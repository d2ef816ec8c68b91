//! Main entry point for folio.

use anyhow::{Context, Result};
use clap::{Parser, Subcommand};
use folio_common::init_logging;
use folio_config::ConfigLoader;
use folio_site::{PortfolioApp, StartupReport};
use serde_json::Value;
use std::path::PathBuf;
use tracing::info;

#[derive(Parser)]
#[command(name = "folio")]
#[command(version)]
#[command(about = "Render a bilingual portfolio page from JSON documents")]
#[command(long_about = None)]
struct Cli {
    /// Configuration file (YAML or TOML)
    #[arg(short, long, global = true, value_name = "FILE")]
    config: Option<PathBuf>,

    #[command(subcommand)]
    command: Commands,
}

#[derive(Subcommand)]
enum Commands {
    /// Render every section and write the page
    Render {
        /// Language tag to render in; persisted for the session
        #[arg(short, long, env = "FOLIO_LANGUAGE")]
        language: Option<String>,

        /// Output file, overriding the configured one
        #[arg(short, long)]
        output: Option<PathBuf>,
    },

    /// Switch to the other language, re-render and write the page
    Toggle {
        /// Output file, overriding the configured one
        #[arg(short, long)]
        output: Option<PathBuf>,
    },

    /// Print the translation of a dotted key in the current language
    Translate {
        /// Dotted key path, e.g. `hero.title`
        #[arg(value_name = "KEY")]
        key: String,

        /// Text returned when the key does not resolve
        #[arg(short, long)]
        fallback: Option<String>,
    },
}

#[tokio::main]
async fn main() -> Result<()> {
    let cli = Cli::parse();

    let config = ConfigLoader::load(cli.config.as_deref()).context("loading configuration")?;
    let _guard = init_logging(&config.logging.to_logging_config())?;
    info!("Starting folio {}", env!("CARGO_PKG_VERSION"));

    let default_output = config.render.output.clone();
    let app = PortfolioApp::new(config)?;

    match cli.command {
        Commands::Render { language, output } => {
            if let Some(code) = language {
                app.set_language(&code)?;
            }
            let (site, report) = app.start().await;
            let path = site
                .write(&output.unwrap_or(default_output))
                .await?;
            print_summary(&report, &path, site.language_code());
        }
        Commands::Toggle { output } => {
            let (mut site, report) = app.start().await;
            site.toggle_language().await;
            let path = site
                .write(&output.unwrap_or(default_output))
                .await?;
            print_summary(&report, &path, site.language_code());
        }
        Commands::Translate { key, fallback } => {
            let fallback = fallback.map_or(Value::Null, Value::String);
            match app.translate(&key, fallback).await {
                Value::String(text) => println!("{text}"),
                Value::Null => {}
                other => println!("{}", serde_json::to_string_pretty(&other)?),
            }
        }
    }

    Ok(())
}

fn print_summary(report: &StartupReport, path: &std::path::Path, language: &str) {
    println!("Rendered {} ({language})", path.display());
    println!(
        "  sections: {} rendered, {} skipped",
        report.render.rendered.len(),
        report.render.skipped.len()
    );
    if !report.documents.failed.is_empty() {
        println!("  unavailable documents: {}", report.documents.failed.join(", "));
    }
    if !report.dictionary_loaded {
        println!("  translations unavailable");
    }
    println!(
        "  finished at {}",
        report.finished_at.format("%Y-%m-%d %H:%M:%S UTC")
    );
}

--

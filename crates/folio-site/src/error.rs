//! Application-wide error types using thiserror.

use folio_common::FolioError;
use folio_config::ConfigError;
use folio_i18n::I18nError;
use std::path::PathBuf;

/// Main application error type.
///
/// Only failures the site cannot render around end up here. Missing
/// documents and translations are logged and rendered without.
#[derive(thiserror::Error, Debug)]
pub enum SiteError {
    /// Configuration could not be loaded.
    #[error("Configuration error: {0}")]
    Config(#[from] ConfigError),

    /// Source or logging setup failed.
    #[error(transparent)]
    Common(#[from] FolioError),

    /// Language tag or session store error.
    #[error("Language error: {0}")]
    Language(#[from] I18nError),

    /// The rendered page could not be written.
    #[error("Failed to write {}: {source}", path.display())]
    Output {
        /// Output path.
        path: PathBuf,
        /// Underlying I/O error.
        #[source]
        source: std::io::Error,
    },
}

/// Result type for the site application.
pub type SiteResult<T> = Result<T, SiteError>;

What the exercise asks: Check every line in the material above for the string "other", then give only the number of lines that have it.

Exercise response: 2